> **Source information**:

%%

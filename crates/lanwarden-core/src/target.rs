//! Scan target definitions - subnet prefixes, scan modes, and port sets

use crate::error::{Error, Result};
use serde::{Deserialize, Serialize};
use std::net::Ipv4Addr;

/// Ports commonly used by backdoors and trojans. These ride along in every
/// working set: an open backdoor port is a direct security signal, not a
/// service-discovery target.
pub const BACKDOOR_PORTS: &[u16] = &[31337, 12345, 27374, 54320, 9999, 6667, 2222];

/// Ports whose exposure on a consumer network is itself a risk signal
pub const DANGEROUS_PORTS: &[u16] = &[23, 21, 69, 135, 139, 445, 1433, 3306, 5432, 6379, 27017];

/// A validated /24 subnet prefix such as "192.168.1"
#[derive(Debug, Clone, PartialEq, Eq, Hash, Serialize, Deserialize)]
#[serde(try_from = "String", into = "String")]
pub struct Subnet {
    octets: [u8; 3],
}

impl Subnet {
    /// Parse a dotted prefix with exactly three octets. Rejected
    /// synchronously before any network activity begins.
    pub fn parse(s: &str) -> Result<Self> {
        let s = s.trim().trim_end_matches('.');
        let parts: Vec<&str> = s.split('.').collect();
        if parts.len() != 3 {
            return Err(Error::InvalidSubnet(format!(
                "expected three octets, got {:?}",
                s
            )));
        }

        let mut octets = [0u8; 3];
        for (i, part) in parts.iter().enumerate() {
            octets[i] = part
                .parse::<u8>()
                .map_err(|_| Error::InvalidSubnet(format!("bad octet {:?} in {:?}", part, s)))?;
        }

        Ok(Self { octets })
    }

    /// Build the host address for a last octet
    pub fn host(&self, last_octet: u8) -> Ipv4Addr {
        Ipv4Addr::new(self.octets[0], self.octets[1], self.octets[2], last_octet)
    }

    /// All usable host addresses, 1-254
    pub fn hosts(&self) -> impl Iterator<Item = Ipv4Addr> + '_ {
        (1u8..=254).map(|o| self.host(o))
    }

    /// Whether an address belongs to this subnet
    pub fn contains(&self, ip: Ipv4Addr) -> bool {
        let o = ip.octets();
        o[0] == self.octets[0] && o[1] == self.octets[1] && o[2] == self.octets[2]
    }

    pub fn prefix(&self) -> String {
        format!("{}.{}.{}", self.octets[0], self.octets[1], self.octets[2])
    }
}

impl std::fmt::Display for Subnet {
    fn fmt(&self, f: &mut std::fmt::Formatter<'_>) -> std::fmt::Result {
        write!(f, "{}", self.prefix())
    }
}

impl TryFrom<String> for Subnet {
    type Error = Error;
    fn try_from(s: String) -> Result<Self> {
        Subnet::parse(&s)
    }
}

impl From<Subnet> for String {
    fn from(s: Subnet) -> String {
        s.prefix()
    }
}

/// Scanning thoroughness. The working set size is the dominant cost driver,
/// so it is selectable rather than hardcoded.
#[derive(Debug, Clone, Copy, Default, PartialEq, Eq, Hash, Serialize, Deserialize)]
#[serde(rename_all = "lowercase")]
pub enum ScanMode {
    /// ~100 common service ports plus the backdoor list
    #[default]
    Quick,
    /// Well-known range 1-1024 plus high-value and backdoor ports
    Standard,
    /// Every port, 1-65535
    Comprehensive,
}

impl ScanMode {
    pub fn as_str(&self) -> &'static str {
        match self {
            ScanMode::Quick => "quick",
            ScanMode::Standard => "standard",
            ScanMode::Comprehensive => "comprehensive",
        }
    }

    /// The port working set for this mode: deduplicated, ascending
    pub fn port_set(&self) -> Vec<u16> {
        let mut ports: Vec<u16> = match self {
            ScanMode::Quick => COMMON_PORTS.to_vec(),
            ScanMode::Standard => {
                let mut v: Vec<u16> = (1..=1024).collect();
                v.extend_from_slice(HIGH_VALUE_PORTS);
                v
            }
            ScanMode::Comprehensive => return (1..=65535).collect(),
        };
        ports.extend_from_slice(BACKDOOR_PORTS);
        ports.sort_unstable();
        ports.dedup();
        ports
    }
}

impl std::str::FromStr for ScanMode {
    type Err = Error;

    fn from_str(s: &str) -> Result<Self> {
        match s.to_lowercase().as_str() {
            "quick" => Ok(ScanMode::Quick),
            "standard" => Ok(ScanMode::Standard),
            "comprehensive" | "deep" | "full" => Ok(ScanMode::Comprehensive),
            other => Err(Error::InvalidConfig {
                key: String::from("scan_mode"),
                message: format!("unknown mode {:?}", other),
            }),
        }
    }
}

/// ~100 most common consumer-network TCP service ports
const COMMON_PORTS: &[u16] = &[
    7, 9, 13, 21, 22, 23, 25, 26, 37, 53, 67, 68, 79, 80, 81, 88, 106, 110, 111, 113, 119, 135,
    139, 143, 144, 179, 199, 389, 427, 443, 444, 445, 465, 513, 514, 515, 543, 544, 548, 554, 587,
    631, 646, 873, 990, 993, 995, 1025, 1026, 1027, 1110, 1433, 1720, 1723, 1755, 1883, 1900,
    2000, 2049, 2121, 3000, 3128, 3306, 3389, 4899, 5000, 5009, 5060, 5101, 5190, 5357, 5432,
    5631, 5666, 5800, 5900, 6000, 6001, 6646, 7070, 8000, 8008, 8009, 8080, 8081, 8443, 8883,
    8888, 9100, 10000, 32768, 49152, 49153, 49154, 49155, 49156,
];

/// High-value ports above 1024 worth probing in a standard scan
const HIGH_VALUE_PORTS: &[u16] = &[
    1433, 1883, 3000, 3306, 3389, 5000, 5432, 5900, 6379, 8000, 8080, 8443, 8883, 9100, 11211,
    27017,
];

/// Validate a port working set before a scan begins
pub fn validate_port_set(ports: &[u16]) -> Result<()> {
    if ports.is_empty() {
        return Err(Error::EmptyPortSet);
    }
    if let Some(&p) = ports.iter().find(|&&p| p == 0) {
        return Err(Error::InvalidConfig {
            key: String::from("ports"),
            message: format!("port {} out of range", p),
        });
    }
    Ok(())
}

/// Whether a port belongs to the backdoor/trojan list
pub fn is_backdoor_port(port: u16) -> bool {
    BACKDOOR_PORTS.contains(&port)
}

/// Whether a port belongs to the dangerous-exposure list
pub fn is_dangerous_port(port: u16) -> bool {
    DANGEROUS_PORTS.contains(&port)
}

#[cfg(test)]
mod tests {
    use super::*;

    #[test]
    fn test_parse_subnet() {
        let subnet = Subnet::parse("192.168.1").unwrap();
        assert_eq!(subnet.host(5), Ipv4Addr::new(192, 168, 1, 5));
        assert_eq!(subnet.prefix(), "192.168.1");
    }

    #[test]
    fn test_parse_subnet_trailing_dot() {
        let subnet = Subnet::parse("10.0.0.").unwrap();
        assert_eq!(subnet.prefix(), "10.0.0");
    }

    #[test]
    fn test_parse_subnet_rejects_malformed() {
        assert!(Subnet::parse("192.168").is_err());
        assert!(Subnet::parse("192.168.1.0").is_err());
        assert!(Subnet::parse("192.168.abc").is_err());
        assert!(Subnet::parse("192.168.300").is_err());
        assert!(Subnet::parse("").is_err());
    }

    #[test]
    fn test_subnet_hosts_range() {
        let subnet = Subnet::parse("10.0.0").unwrap();
        let hosts: Vec<Ipv4Addr> = subnet.hosts().collect();
        assert_eq!(hosts.len(), 254);
        assert_eq!(hosts[0], Ipv4Addr::new(10, 0, 0, 1));
        assert_eq!(hosts[253], Ipv4Addr::new(10, 0, 0, 254));
    }

    #[test]
    fn test_subnet_contains() {
        let subnet = Subnet::parse("192.168.1").unwrap();
        assert!(subnet.contains(Ipv4Addr::new(192, 168, 1, 77)));
        assert!(!subnet.contains(Ipv4Addr::new(192, 168, 2, 77)));
    }

    #[test]
    fn test_port_sets_include_backdoor_ports() {
        for mode in [ScanMode::Quick, ScanMode::Standard] {
            let set = mode.port_set();
            for &bd in BACKDOOR_PORTS {
                assert!(set.contains(&bd), "{:?} missing backdoor port {}", mode, bd);
            }
        }
    }

    #[test]
    fn test_port_sets_sorted_and_deduped() {
        for mode in [ScanMode::Quick, ScanMode::Standard] {
            let set = mode.port_set();
            let mut sorted = set.clone();
            sorted.sort_unstable();
            sorted.dedup();
            assert_eq!(set, sorted);
        }
    }

    #[test]
    fn test_comprehensive_covers_all_ports() {
        let set = ScanMode::Comprehensive.port_set();
        assert_eq!(set.len(), 65535);
        assert_eq!(set[0], 1);
        assert_eq!(set[65534], 65535);
    }

    #[test]
    fn test_validate_port_set() {
        assert!(validate_port_set(&[]).is_err());
        assert!(validate_port_set(&[0]).is_err());
        assert!(validate_port_set(&[22, 80]).is_ok());
    }

    #[test]
    fn test_scan_mode_from_str() {
        assert_eq!("quick".parse::<ScanMode>().unwrap(), ScanMode::Quick);
        assert_eq!("deep".parse::<ScanMode>().unwrap(), ScanMode::Comprehensive);
        assert!("turbo".parse::<ScanMode>().is_err());
    }
}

%%

> **Task to complete**: Would you retype exactly the lines above, from the line with "Default, PartialEq, Eq, Hash, Serialize, Deserialize)]" to the line with "pub fn port_set(&self)", with both end lines kept and nothing more?

> **Worked solution**:
#[derive(Debug, Clone, Copy, Default, PartialEq, Eq, Hash, Serialize, Deserialize)]
#[serde(rename_all = "lowercase")]
pub enum ScanMode {
    /// ~100 common service ports plus the backdoor list
    #[default]
    Quick,
    /// Well-known range 1-1024 plus high-value and backdoor ports
    Standard,
    /// Every port, 1-65535
    Comprehensive,
}

impl ScanMode {
    pub fn as_str(&self) -> &'static str {
        match self {
            ScanMode::Quick => "quick",
            ScanMode::Standard => "standard",
            ScanMode::Comprehensive => "comprehensive",
        }
    }

    /// The port working set for this mode: deduplicated, ascending
    pub fn port_set(&self) -> Vec<u16> {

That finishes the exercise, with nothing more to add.